Department of Physiology and Maastricht Centre of Systems Biology, Maastricht University, PO Box 616, Maastricht 6200 MD, The Netherlands.
Department of Internal Medicine, University Hospital Basel, Basel, Switzerland
Europace. 2017 Feb 1;19(2):308-318. doi: 10.1093/europace/euv445.
Loss of side-to-side electrical connections between atrial muscle bundles is thought to underlie conduction disturbances predisposing to atrial fibrillation (AF). Putatively, disruption of electrical connections occurs not only within the epicardial layer but also between the epicardial layer and the endocardial bundle network, thus impeding transmural conductions (‘breakthroughs’). However, both clinical and experimental studies have shown an enhancement of breakthroughs during later stages of AF. We tested the hypothesis that endo-epicardial uncoupling enhances endo-epicardial electrical dyssynchrony, breakthrough rate (BTR), and AF stability.

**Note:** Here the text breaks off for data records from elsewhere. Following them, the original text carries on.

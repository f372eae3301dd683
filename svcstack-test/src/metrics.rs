//! Recording CloudWatch metrics service

use async_trait::async_trait;
use parking_lot::Mutex;
use std::collections::HashSet;
use std::sync::Arc;
use svcstack_cloudwatch::{MetricPoint, MetricsApi, MetricsApiError, MetricsApiFactory};
use svcstack_core::{AwsConnectionParams, ClientTimeouts, ServiceError};

#[derive(Default)]
struct MetricsState {
    requests: Mutex<Vec<(String, Vec<MetricPoint>)>>,
    failing_calls: Mutex<HashSet<usize>>,
    calls: Mutex<usize>,
    connections: Mutex<Vec<AwsConnectionParams>>,
}

/// Metrics service that keeps every `put_metric_data` request
#[derive(Clone, Default)]
pub struct RecordingMetricsService {
    state: Arc<MetricsState>,
}

impl RecordingMetricsService {
    pub fn new() -> Self {
        Self::default()
    }

    pub fn factory(&self) -> Arc<dyn MetricsApiFactory> {
        Arc::new(self.clone())
    }

    /// Fail the call with the given zero-based index
    pub fn fail_call(&self, index: usize) {
        self.state.failing_calls.lock().insert(index);
    }

    /// Accepted requests as (namespace, points)
    pub fn requests(&self) -> Vec<(String, Vec<MetricPoint>)> {
        self.state.requests.lock().clone()
    }

    /// Number of points per accepted request
    pub fn chunk_sizes(&self) -> Vec<usize> {
        self.state.requests.lock().iter().map(|(_, points)| points.len()).collect()
    }

    pub fn points(&self) -> Vec<MetricPoint> {
        self.state
            .requests
            .lock()
            .iter()
            .flat_map(|(_, points)| points.clone())
            .collect()
    }

    /// All calls, accepted or failed
    pub fn call_count(&self) -> usize {
        *self.state.calls.lock()
    }

    pub fn connections(&self) -> Vec<AwsConnectionParams> {
        self.state.connections.lock().clone()
    }
}

#[async_trait]
impl MetricsApi for RecordingMetricsService {
    async fn put_metric_data(&self, namespace: &str, data: Vec<MetricPoint>) -> Result<(), MetricsApiError> {
        let index = {
            let mut calls = self.state.calls.lock();
            *calls += 1;
            *calls - 1
        };

        if self.state.failing_calls.lock().contains(&index) {
            return Err(MetricsApiError::Service("InternalServiceFault".to_string()));
        }

        self.state.requests.lock().push((namespace.to_string(), data));
        Ok(())
    }
}

#[async_trait]
impl MetricsApiFactory for RecordingMetricsService {
    async fn create(
        &self,
        connection: &AwsConnectionParams,
        _timeouts: ClientTimeouts,
    ) -> Result<Arc<dyn MetricsApi>, ServiceError> {
        self.state.connections.lock().push(connection.clone());
        Ok(Arc::new(self.clone()))
    }
}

In a novel dual-layer computer model of the human atria, 100% connectivity between the two layers served as healthy control. Atrial structural remodelling was simulated by reducing the number of connections between the layers from 96 to 6 randomly chosen locations. With progressive elimination of connections, AF stability increased. Reduction in the number of connections from 96 to 24 resulted in an increase in endo-epicardial dyssynchrony from 6.6 ± 1.9 to 24.6 ± 1.3%, with a concomitant increase in BTR. A further reduction to 12 and 6 resulted in more pronounced endo-epicardial dyssynchrony of 34.4 ± 1.15 and 40.2 ± 0.52% but with BTR reduction. This biphasic relationship between endo-epicardial coupling and BTR was found independently from whether AF was maintained by re-entry or by ectopic focal discharges.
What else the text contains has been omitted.